London: Eating out in an Indian restaurant in Britain has become a more costly experience due to a 75% increase in the price of basmati rice during the last financial year.
The increase in the price of basmati rise is attributed to increased consumption by India’s burgeoning middle class, and reduced exports from the subcontinent.
Several Indian restaurants in London, Leicester, Manchester, Birmingham and Bradford have revised their price lists to reflect the rising cost of the premium rice variety.
According to Alex Waugh, director of the London-based Rice Association, rice prices were up by 60% during last year and the price of basmati, one of the most popular varieties in the UK, had almost doubled since 2005.
In Leicester, the price of basmati went up in January from £15 (Rs1,165) for 20kg to £20.

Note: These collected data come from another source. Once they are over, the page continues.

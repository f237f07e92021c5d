//! Patient domain models.

use chrono::{DateTime, NaiveDate, Utc};
use serde::{Deserialize, Serialize};

use crate::assessments::Assessment;
use crate::constants::PATIENTS_PAGE_LIMIT;
use crate::errors::{Error, Result, ValidationError};

#[derive(Debug, Clone, Copy, PartialEq, Eq, Serialize, Deserialize)]
#[serde(rename_all = "SCREAMING_SNAKE_CASE")]
pub enum Gender {
    Male,
    Female,
    Other,
}

/// A patient record. Everything beyond the name is optional; the summary
/// fields at the bottom are derived server-side.
#[derive(Debug, Clone, Serialize, Deserialize, PartialEq)]
#[serde(rename_all = "camelCase")]
pub struct Patient {
    pub id: String,
    pub professional_id: String,
    pub name: String,
    #[serde(skip_serializing_if = "Option::is_none")]
    pub birth_date: Option<NaiveDate>,
    #[serde(skip_serializing_if = "Option::is_none")]
    pub gender: Option<Gender>,
    /// Centimeters.
    #[serde(skip_serializing_if = "Option::is_none")]
    pub height: Option<f64>,
    /// Kilograms.
    #[serde(skip_serializing_if = "Option::is_none")]
    pub weight: Option<f64>,
    #[serde(skip_serializing_if = "Option::is_none")]
    pub body_fat: Option<f64>,
    #[serde(skip_serializing_if = "Option::is_none")]
    pub phone: Option<String>,
    #[serde(skip_serializing_if = "Option::is_none")]
    pub email: Option<String>,
    #[serde(skip_serializing_if = "Option::is_none")]
    pub notes: Option<String>,
    #[serde(skip_serializing_if = "Option::is_none")]
    pub avatar_url: Option<String>,
    pub created_at: DateTime<Utc>,
    pub updated_at: DateTime<Utc>,
    #[serde(skip_serializing_if = "Option::is_none")]
    pub total_assessments: Option<u32>,
    #[serde(skip_serializing_if = "Option::is_none")]
    pub last_assessment_date: Option<DateTime<Utc>>,
    #[serde(skip_serializing_if = "Option::is_none")]
    pub last_score: Option<f64>,
}

impl Patient {
    /// Case-insensitive name substring match, as the patient search uses.
    pub fn name_matches(&self, term: &str) -> bool {
        self.name.to_lowercase().contains(&term.to_lowercase())
    }
}

/// Input model for registering a new patient.
#[derive(Debug, Clone, Default, Serialize, Deserialize)]
#[serde(rename_all = "camelCase")]
pub struct NewPatient {
    pub name: String,
    #[serde(skip_serializing_if = "Option::is_none")]
    pub birth_date: Option<NaiveDate>,
    #[serde(skip_serializing_if = "Option::is_none")]
    pub gender: Option<Gender>,
    #[serde(skip_serializing_if = "Option::is_none")]
    pub height: Option<f64>,
    #[serde(skip_serializing_if = "Option::is_none")]
    pub weight: Option<f64>,
    #[serde(skip_serializing_if = "Option::is_none")]
    pub body_fat: Option<f64>,
    #[serde(skip_serializing_if = "Option::is_none")]
    pub phone: Option<String>,
    #[serde(skip_serializing_if = "Option::is_none")]
    pub email: Option<String>,
    #[serde(skip_serializing_if = "Option::is_none")]
    pub notes: Option<String>,
    #[serde(skip_serializing_if = "Option::is_none")]
    pub avatar_url: Option<String>,
}

impl NewPatient {
    /// Validates the record before it is sent.
    pub fn validate(&self) -> Result<()> {
        if self.name.trim().is_empty() {
            return Err(Error::Validation(ValidationError::MissingField(
                "name".to_string(),
            )));
        }
        if self.height.is_some_and(|h| h <= 0.0) {
            return Err(Error::Validation(ValidationError::InvalidInput(
                "Height must be positive".to_string(),
            )));
        }
        if self.weight.is_some_and(|w| w <= 0.0) {
            return Err(Error::Validation(ValidationError::InvalidInput(
                "Weight must be positive".to_string(),
            )));
        }
        Ok(())
    }
}

/// Partial update for an existing patient; absent fields stay untouched.
#[derive(Debug, Clone, Default, Serialize, Deserialize)]
#[serde(rename_all = "camelCase")]
pub struct PatientUpdate {
    #[serde(skip_serializing_if = "Option::is_none")]
    pub name: Option<String>,
    #[serde(skip_serializing_if = "Option::is_none")]
    pub birth_date: Option<NaiveDate>,
    #[serde(skip_serializing_if = "Option::is_none")]
    pub gender: Option<Gender>,
    #[serde(skip_serializing_if = "Option::is_none")]
    pub height: Option<f64>,
    #[serde(skip_serializing_if = "Option::is_none")]
    pub weight: Option<f64>,
    #[serde(skip_serializing_if = "Option::is_none")]
    pub body_fat: Option<f64>,
    #[serde(skip_serializing_if = "Option::is_none")]
    pub phone: Option<String>,
    #[serde(skip_serializing_if = "Option::is_none")]
    pub email: Option<String>,
    #[serde(skip_serializing_if = "Option::is_none")]
    pub notes: Option<String>,
    #[serde(skip_serializing_if = "Option::is_none")]
    pub avatar_url: Option<String>,
}

impl PatientUpdate {
    pub fn validate(&self) -> Result<()> {
        if self.name.as_deref().is_some_and(|n| n.trim().is_empty()) {
            return Err(Error::Validation(ValidationError::InvalidInput(
                "Patient name cannot be empty".to_string(),
            )));
        }
        Ok(())
    }
}

/// Query parameters for the patient list endpoint.
#[derive(Debug, Clone)]
pub struct PatientQuery {
    pub search: Option<String>,
    pub page: u32,
    pub limit: u32,
}

impl Default for PatientQuery {
    fn default() -> Self {
        Self {
            search: None,
            page: 1,
            limit: PATIENTS_PAGE_LIMIT,
        }
    }
}

impl PatientQuery {
    pub fn search(term: impl Into<String>) -> Self {
        Self {
            search: Some(term.into()),
            ..Self::default()
        }
    }
}

/// Combined result of the patient-detail fan-out: the record plus that
/// patient's assessment history, settled together or not at all.
#[derive(Debug, Clone, PartialEq)]
pub struct PatientOverview {
    pub patient: Patient,
    pub assessments: Vec<Assessment>,
}
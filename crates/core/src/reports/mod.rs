//! Report domain: read-optimized assessment wrappers and share grants.

mod reports_model;
mod reports_service;
mod reports_traits;

pub use reports_model::{Report, ShareGrant};
pub use reports_service::{ReportResource, SharedReportResource};
pub use reports_traits::ReportsApi;
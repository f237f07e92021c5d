//! Backend contract for report operations.

use async_trait::async_trait;

use super::reports_model::{Report, ShareGrant};
use crate::errors::Result;

/// Report endpoints, implemented by the HTTP client.
#[async_trait]
pub trait ReportsApi: Send + Sync {
    /// Fetches a report by id.
    async fn get_report(&self, id: &str) -> Result<Report>;

    /// Creates (or returns) the share grant for a report.
    async fn share_report(&self, id: &str) -> Result<ShareGrant>;

    /// Fetches a shared report by its public token. Works without a
    /// session.
    async fn get_shared_report(&self, token: &str) -> Result<Report>;
}
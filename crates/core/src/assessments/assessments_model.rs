//! Assessment domain models.
//!
//! An assessment is one posture capture event. The backend analyzes the
//! uploaded media and attaches scores, detected landmarks, joint angles,
//! named deviations, and per-region exercise recommendations; this crate
//! only carries those results.

use chrono::{DateTime, Utc};
use serde::{Deserialize, Serialize};

use crate::constants::ASSESSMENTS_PAGE_LIMIT;
use crate::errors::{Error, Result, ValidationError};

/// Processing state of an assessment.
///
/// Progresses `Pending → Processing → Completed | Failed`.
#[derive(Debug, Clone, Copy, PartialEq, Eq, Serialize, Deserialize)]
#[serde(rename_all = "SCREAMING_SNAKE_CASE")]
pub enum AssessmentStatus {
    Pending,
    Processing,
    Completed,
    Failed,
}

impl AssessmentStatus {
    /// True once the backend will not change this assessment again.
    pub fn is_terminal(&self) -> bool {
        matches!(self, AssessmentStatus::Completed | AssessmentStatus::Failed)
    }

    /// Wire representation, as used in query strings.
    pub fn as_str(&self) -> &'static str {
        match self {
            AssessmentStatus::Pending => "PENDING",
            AssessmentStatus::Processing => "PROCESSING",
            AssessmentStatus::Completed => "COMPLETED",
            AssessmentStatus::Failed => "FAILED",
        }
    }
}

/// Kind of analysis requested for a capture.
#[derive(Debug, Clone, Copy, PartialEq, Eq, Serialize, Deserialize)]
#[serde(rename_all = "SCREAMING_SNAKE_CASE")]
pub enum AssessmentType {
    Postural,
    Biomechanical,
}

impl AssessmentType {
    /// Wire representation, as used in query strings.
    pub fn as_str(&self) -> &'static str {
        match self {
            AssessmentType::Postural => "POSTURAL",
            AssessmentType::Biomechanical => "BIOMECHANICAL",
        }
    }
}

/// Camera viewpoint of the capture.
#[derive(Debug, Clone, Copy, PartialEq, Eq, Serialize, Deserialize)]
#[serde(rename_all = "SCREAMING_SNAKE_CASE")]
pub enum CaptureView {
    Anterior,
    Posterior,
    LateralLeft,
    LateralRight,
}

/// Severity grading used for angles and deviations.
#[derive(Debug, Clone, Copy, PartialEq, Eq, Serialize, Deserialize)]
#[serde(rename_all = "lowercase")]
pub enum Severity {
    Normal,
    Mild,
    Moderate,
    Severe,
}

/// Overall plus per-region posture scores, each 0–100.
#[derive(Debug, Clone, Default, Serialize, Deserialize, PartialEq)]
#[serde(rename_all = "camelCase")]
pub struct Scores {
    pub overall: f64,
    pub head: f64,
    pub shoulders: f64,
    pub spine: f64,
    pub pelvis: f64,
    pub knee_left: f64,
    pub knee_right: f64,
}

/// Qualitative band a score falls into.
#[derive(Debug, Clone, Copy, PartialEq, Eq)]
pub enum ScoreBand {
    Excellent,
    Good,
    Moderate,
    Poor,
}

impl ScoreBand {
    /// Bands: ≥80 excellent, ≥60 good, ≥40 moderate, below that poor.
    pub fn from_score(score: f64) -> Self {
        if score >= 80.0 {
            ScoreBand::Excellent
        } else if score >= 60.0 {
            ScoreBand::Good
        } else if score >= 40.0 {
            ScoreBand::Moderate
        } else {
            ScoreBand::Poor
        }
    }
}

/// One detected anatomical landmark, in normalized image coordinates.
#[derive(Debug, Clone, Serialize, Deserialize, PartialEq)]
#[serde(rename_all = "camelCase")]
pub struct Landmark {
    pub name: String,
    pub label: String,
    /// 0–1, relative to image width.
    pub x: f64,
    /// 0–1, relative to image height.
    pub y: f64,
    pub confidence: f64,
}

/// One measured joint angle against its ideal.
#[derive(Debug, Clone, Serialize, Deserialize, PartialEq)]
#[serde(rename_all = "camelCase")]
pub struct JointAngle {
    pub joint: String,
    pub measured: f64,
    pub ideal: f64,
    pub deviation: f64,
    pub severity: Severity,
}

/// A named postural finding with its clinical recommendation.
#[derive(Debug, Clone, Serialize, Deserialize, PartialEq)]
#[serde(rename_all = "camelCase")]
pub struct Deviation {
    pub id: String,
    pub name: String,
    pub region: String,
    pub severity: Severity,
    pub description: String,
    pub recommendation: String,
    #[serde(skip_serializing_if = "Option::is_none")]
    pub angle_deviation: Option<f64>,
}

/// Exercise group recommended for one body region.
#[derive(Debug, Clone, Serialize, Deserialize, PartialEq)]
#[serde(rename_all = "camelCase")]
pub struct Recommendation {
    pub region: String,
    pub exercises: Vec<Exercise>,
}

/// One prescribed exercise.
#[derive(Debug, Clone, Serialize, Deserialize, PartialEq)]
#[serde(rename_all = "camelCase")]
pub struct Exercise {
    pub name: String,
    pub description: String,
    pub frequency: String,
    #[serde(skip_serializing_if = "Option::is_none")]
    pub sets: Option<String>,
    #[serde(skip_serializing_if = "Option::is_none")]
    pub reps: Option<String>,
}

/// One posture capture event with its analysis results.
///
/// Result collections default to empty so a `PENDING`/`PROCESSING`
/// assessment decodes before the backend has attached any analysis.
#[derive(Debug, Clone, Serialize, Deserialize, PartialEq)]
#[serde(rename_all = "camelCase")]
pub struct Assessment {
    pub id: String,
    pub patient_id: String,
    pub patient_name: String,
    pub professional_id: String,
    #[serde(rename = "type")]
    pub assessment_type: AssessmentType,
    pub view: CaptureView,
    pub status: AssessmentStatus,
    pub media_url: String,
    #[serde(skip_serializing_if = "Option::is_none")]
    pub thumbnail_url: Option<String>,
    #[serde(default)]
    pub scores: Scores,
    #[serde(default)]
    pub landmarks: Vec<Landmark>,
    #[serde(default)]
    pub angles: Vec<JointAngle>,
    #[serde(default)]
    pub deviations: Vec<Deviation>,
    #[serde(default)]
    pub recommendations: Vec<Recommendation>,
    pub created_at: DateTime<Utc>,
    #[serde(skip_serializing_if = "Option::is_none")]
    pub completed_at: Option<DateTime<Utc>>,
}

/// Input model for requesting a new assessment of uploaded media.
#[derive(Debug, Clone, Serialize, Deserialize)]
#[serde(rename_all = "camelCase")]
pub struct NewAssessment {
    pub patient_id: String,
    #[serde(rename = "type")]
    pub assessment_type: AssessmentType,
    pub media_url: String,
    pub media_type: String,
    #[serde(rename = "viewType", skip_serializing_if = "Option::is_none")]
    pub view: Option<CaptureView>,
}

impl NewAssessment {
    /// Validates the request before it is sent.
    pub fn validate(&self) -> Result<()> {
        if self.patient_id.trim().is_empty() {
            return Err(Error::Validation(ValidationError::MissingField(
                "patientId".to_string(),
            )));
        }
        if self.media_url.trim().is_empty() {
            return Err(Error::Validation(ValidationError::MissingField(
                "mediaUrl".to_string(),
            )));
        }
        Ok(())
    }
}

/// Polling payload from the assessment status endpoint.
#[derive(Debug, Clone, Serialize, Deserialize, PartialEq)]
#[serde(rename_all = "camelCase")]
pub struct AssessmentProgress {
    pub status: AssessmentStatus,
    /// 0–100.
    pub progress: f64,
}

/// Filters for the assessment list endpoint.
#[derive(Debug, Clone)]
pub struct AssessmentFilter {
    pub patient_id: Option<String>,
    pub status: Option<AssessmentStatus>,
    pub assessment_type: Option<AssessmentType>,
    pub page: u32,
    pub limit: u32,
}

impl Default for AssessmentFilter {
    fn default() -> Self {
        Self {
            patient_id: None,
            status: None,
            assessment_type: None,
            page: 1,
            limit: ASSESSMENTS_PAGE_LIMIT,
        }
    }
}

impl AssessmentFilter {
    pub fn for_patient(patient_id: impl Into<String>) -> Self {
        Self {
            patient_id: Some(patient_id.into()),
            ..Self::default()
        }
    }

    /// Applies the filter to an in-memory collection; used for the fixture
    /// fallback so offline filtering matches the backend's.
    pub fn apply(&self, assessments: &[Assessment]) -> Vec<Assessment> {
        assessments
            .iter()
            .filter(|a| {
                self.patient_id
                    .as_deref()
                    .is_none_or(|id| a.patient_id == id)
            })
            .filter(|a| self.status.is_none_or(|s| a.status == s))
            .filter(|a| {
                self.assessment_type
                    .is_none_or(|t| a.assessment_type == t)
            })
            .cloned()
            .collect()
    }
}
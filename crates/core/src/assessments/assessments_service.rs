//! Assessment resource bindings: the filtered list and the single record.

use std::sync::{Arc, Mutex};

use log::debug;

use super::assessments_model::{Assessment, AssessmentFilter};
use super::assessments_traits::AssessmentsApi;
use crate::errors::Error;
use crate::fixtures::FixtureStore;
use crate::pagination::Page;
use crate::resource::ResourceState;

/// Assessment list with patient/status/type filters.
///
/// Offline, the fixture dataset is filtered the same way the backend
/// would filter and wrapped in a single-page envelope.
pub struct AssessmentsResource {
    api: Arc<dyn AssessmentsApi>,
    fixtures: Arc<FixtureStore>,
    filter: Mutex<AssessmentFilter>,
    state: Mutex<ResourceState<Page<Assessment>>>,
}

impl AssessmentsResource {
    pub fn new(api: Arc<dyn AssessmentsApi>, fixtures: Arc<FixtureStore>) -> Self {
        Self::with_filter(api, fixtures, AssessmentFilter::default())
    }

    pub fn with_filter(
        api: Arc<dyn AssessmentsApi>,
        fixtures: Arc<FixtureStore>,
        filter: AssessmentFilter,
    ) -> Self {
        Self {
            api,
            fixtures,
            filter: Mutex::new(filter),
            state: Mutex::new(ResourceState::new()),
        }
    }

    pub async fn refresh(&self) {
        let ticket = self.state.lock().unwrap().begin();
        let filter = self.filter.lock().unwrap().clone();
        let outcome = self.api.list_assessments(&filter).await;
        if let Err(err) = &outcome {
            debug!("assessment list fetch failed: {}", err);
        }
        self.state.lock().unwrap().settle(ticket, outcome, || {
            let matched = filter.apply(&self.fixtures.assessments);
            Some(Page::single(matched, filter.limit))
        });
    }

    /// Replaces the filter and re-runs the fetch cycle.
    pub async fn apply_filter(&self, filter: AssessmentFilter) {
        *self.filter.lock().unwrap() = filter;
        self.refresh().await;
    }

    pub fn page(&self) -> Option<Page<Assessment>> {
        self.state.lock().unwrap().value().cloned()
    }

    pub fn assessments(&self) -> Vec<Assessment> {
        self.state
            .lock()
            .unwrap()
            .value()
            .map(|page| page.data.clone())
            .unwrap_or_default()
    }

    pub fn is_loading(&self) -> bool {
        self.state.lock().unwrap().is_loading()
    }

    pub fn error(&self) -> Option<Error> {
        self.state.lock().unwrap().error().cloned()
    }
}

/// One assessment by id, with fixture fallback by the same id.
pub struct AssessmentResource {
    api: Arc<dyn AssessmentsApi>,
    fixtures: Arc<FixtureStore>,
    assessment_id: String,
    state: Mutex<ResourceState<Assessment>>,
}

impl AssessmentResource {
    pub fn new(
        api: Arc<dyn AssessmentsApi>,
        fixtures: Arc<FixtureStore>,
        assessment_id: impl Into<String>,
    ) -> Self {
        Self {
            api,
            fixtures,
            assessment_id: assessment_id.into(),
            state: Mutex::new(ResourceState::new()),
        }
    }

    pub async fn refresh(&self) {
        let ticket = self.state.lock().unwrap().begin();
        let outcome = self.api.get_assessment(&self.assessment_id).await;
        if let Err(err) = &outcome {
            debug!(
                "assessment {} fetch failed: {}",
                self.assessment_id, err
            );
        }
        self.state.lock().unwrap().settle(ticket, outcome, || {
            self.fixtures
                .assessment_by_id(&self.assessment_id)
                .or_else(|| self.fixtures.assessments.first())
                .cloned()
        });
    }

    pub fn assessment(&self) -> Option<Assessment> {
        self.state.lock().unwrap().value().cloned()
    }

    pub fn is_loading(&self) -> bool {
        self.state.lock().unwrap().is_loading()
    }

    pub fn error(&self) -> Option<Error> {
        self.state.lock().unwrap().error().cloned()
    }
}

#[cfg(test)]
mod tests {
    use super::*;
    use crate::assessments::{AssessmentProgress, AssessmentStatus, NewAssessment};
    use crate::errors::Result;
    use async_trait::async_trait;

    #[derive(Default)]
    struct StubApi {
        list_outcome: Mutex<Option<Result<Page<Assessment>>>>,
        get_outcome: Mutex<Option<Result<Assessment>>>,
    }

    #[async_trait]
    impl AssessmentsApi for StubApi {
        async fn list_assessments(
            &self,
            _filter: &AssessmentFilter,
        ) -> Result<Page<Assessment>> {
            self.list_outcome.lock().unwrap().take().expect("one call")
        }

        async fn get_assessment(&self, _id: &str) -> Result<Assessment> {
            self.get_outcome.lock().unwrap().take().expect("one call")
        }

        async fn create_assessment(&self, _request: &NewAssessment) -> Result<Assessment> {
            unimplemented!("not exercised")
        }

        async fn get_assessment_status(&self, _id: &str) -> Result<AssessmentProgress> {
            unimplemented!("not exercised")
        }
    }

    fn offline() -> Error {
        Error::Offline("connection refused".to_string())
    }

    #[tokio::test]
    async fn test_offline_list_applies_filter_to_fixtures() {
        let fixtures = FixtureStore::shared();
        let patient_id = fixtures.assessments[0].patient_id.clone();
        let api = Arc::new(StubApi::default());
        *api.list_outcome.lock().unwrap() = Some(Err(offline()));

        let resource = AssessmentsResource::with_filter(
            api,
            fixtures.clone(),
            AssessmentFilter::for_patient(patient_id.clone()),
        );
        resource.refresh().await;

        let page = resource.page().unwrap();
        assert!(!page.is_empty());
        assert!(page.data.iter().all(|a| a.patient_id == patient_id));
        assert_eq!(page.page, 1);
        assert_eq!(page.pages, 1);
    }

    #[tokio::test]
    async fn test_offline_list_with_status_filter() {
        let fixtures = FixtureStore::shared();
        let api = Arc::new(StubApi::default());
        *api.list_outcome.lock().unwrap() = Some(Err(offline()));

        let resource = AssessmentsResource::with_filter(
            api,
            fixtures,
            AssessmentFilter {
                status: Some(AssessmentStatus::Failed),
                ..Default::default()
            },
        );
        resource.refresh().await;

        // No fixture assessment is FAILED, so the fallback page is empty
        // rather than unfiltered.
        let page = resource.page().unwrap();
        assert!(page.is_empty());
        assert!(resource.error().is_none());
    }

    #[tokio::test]
    async fn test_server_error_does_not_substitute_fixtures() {
        let fixtures = FixtureStore::shared();
        let api = Arc::new(StubApi::default());
        *api.list_outcome.lock().unwrap() = Some(Err(Error::Api {
            status: 500,
            message: "boom".to_string(),
        }));

        let resource = AssessmentsResource::new(api, fixtures);
        resource.refresh().await;
        assert!(resource.page().is_none());
        assert_eq!(resource.error().unwrap().status(), Some(500));
    }

    #[tokio::test]
    async fn test_single_assessment_falls_back_by_id() {
        let fixtures = FixtureStore::shared();
        let wanted = fixtures.assessments[2].clone();
        let api = Arc::new(StubApi::default());
        *api.get_outcome.lock().unwrap() = Some(Err(offline()));

        let resource = AssessmentResource::new(api, fixtures, wanted.id.clone());
        resource.refresh().await;
        assert_eq!(resource.assessment().unwrap().id, wanted.id);
    }

    #[tokio::test]
    async fn test_single_assessment_unknown_id_falls_back_to_first() {
        let fixtures = FixtureStore::shared();
        let first = fixtures.assessments[0].clone();
        let api = Arc::new(StubApi::default());
        *api.get_outcome.lock().unwrap() = Some(Err(offline()));

        let resource = AssessmentResource::new(api, fixtures, "assess-does-not-exist");
        resource.refresh().await;
        assert_eq!(resource.assessment().unwrap().id, first.id);
    }
}
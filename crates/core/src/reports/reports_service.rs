//! Report resource bindings: by id and by public share token.

use std::sync::{Arc, Mutex};

use log::debug;

use super::reports_model::Report;
use super::reports_traits::ReportsApi;
use crate::errors::Error;
use crate::fixtures::FixtureStore;
use crate::resource::ResourceState;

/// One report by id, with the fixture report as offline fallback.
pub struct ReportResource {
    api: Arc<dyn ReportsApi>,
    fixtures: Arc<FixtureStore>,
    report_id: String,
    state: Mutex<ResourceState<Report>>,
}

impl ReportResource {
    pub fn new(
        api: Arc<dyn ReportsApi>,
        fixtures: Arc<FixtureStore>,
        report_id: impl Into<String>,
    ) -> Self {
        Self {
            api,
            fixtures,
            report_id: report_id.into(),
            state: Mutex::new(ResourceState::new()),
        }
    }

    pub async fn refresh(&self) {
        let ticket = self.state.lock().unwrap().begin();
        let outcome = self.api.get_report(&self.report_id).await;
        if let Err(err) = &outcome {
            debug!("report {} fetch failed: {}", self.report_id, err);
        }
        self.state
            .lock()
            .unwrap()
            .settle(ticket, outcome, || Some(self.fixtures.report.clone()));
    }

    pub fn report(&self) -> Option<Report> {
        self.state.lock().unwrap().value().cloned()
    }

    pub fn is_loading(&self) -> bool {
        self.state.lock().unwrap().is_loading()
    }

    pub fn error(&self) -> Option<Error> {
        self.state.lock().unwrap().error().cloned()
    }
}

/// A publicly shared report looked up by its token.
pub struct SharedReportResource {
    api: Arc<dyn ReportsApi>,
    fixtures: Arc<FixtureStore>,
    share_token: String,
    state: Mutex<ResourceState<Report>>,
}

impl SharedReportResource {
    pub fn new(
        api: Arc<dyn ReportsApi>,
        fixtures: Arc<FixtureStore>,
        share_token: impl Into<String>,
    ) -> Self {
        Self {
            api,
            fixtures,
            share_token: share_token.into(),
            state: Mutex::new(ResourceState::new()),
        }
    }

    pub async fn refresh(&self) {
        let ticket = self.state.lock().unwrap().begin();
        let outcome = self.api.get_shared_report(&self.share_token).await;
        if let Err(err) = &outcome {
            debug!("shared report fetch failed: {}", err);
        }
        self.state
            .lock()
            .unwrap()
            .settle(ticket, outcome, || Some(self.fixtures.report.clone()));
    }

    pub fn report(&self) -> Option<Report> {
        self.state.lock().unwrap().value().cloned()
    }

    pub fn is_loading(&self) -> bool {
        self.state.lock().unwrap().is_loading()
    }

    pub fn error(&self) -> Option<Error> {
        self.state.lock().unwrap().error().cloned()
    }
}
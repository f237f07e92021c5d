//! Backend contract for professional profile and dashboard operations.

use async_trait::async_trait;

use super::professionals_model::{DashboardStats, Professional, ProfileUpdate};
use crate::errors::Result;

/// Profile and dashboard endpoints, implemented by the HTTP client.
#[async_trait]
pub trait ProfessionalsApi: Send + Sync {
    /// Fetches the signed-in professional's profile.
    async fn get_profile(&self) -> Result<Professional>;

    /// Updates the signed-in professional's profile.
    async fn update_profile(&self, update: &ProfileUpdate) -> Result<Professional>;

    /// Fetches the dashboard aggregates.
    async fn get_dashboard(&self) -> Result<DashboardStats>;
}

Latest rice industry estimates say that there has been “very strong growth in demand for basmati within India as a growing and wealthier middle class upgrades to basmati from ordinary long grain”.
The situation has been exacerbated by the appreciation of the rupee, the figures from the Rice Association show. The appreciating rupee has increased the cost of imports from India.
A large proportion of demand in the UK is for aromatic rice, especially basmati.
Basmati prices leapt between 35% and 50% during the time of harvest, depending on the variety, and have continued to climb so that they now stand 70-75% above 2005levels.
Prices in Pakistan have risen in a similar way. According to the Office of National Statistics, consumers now pay about 5.5% more for their food than what they did a year ago.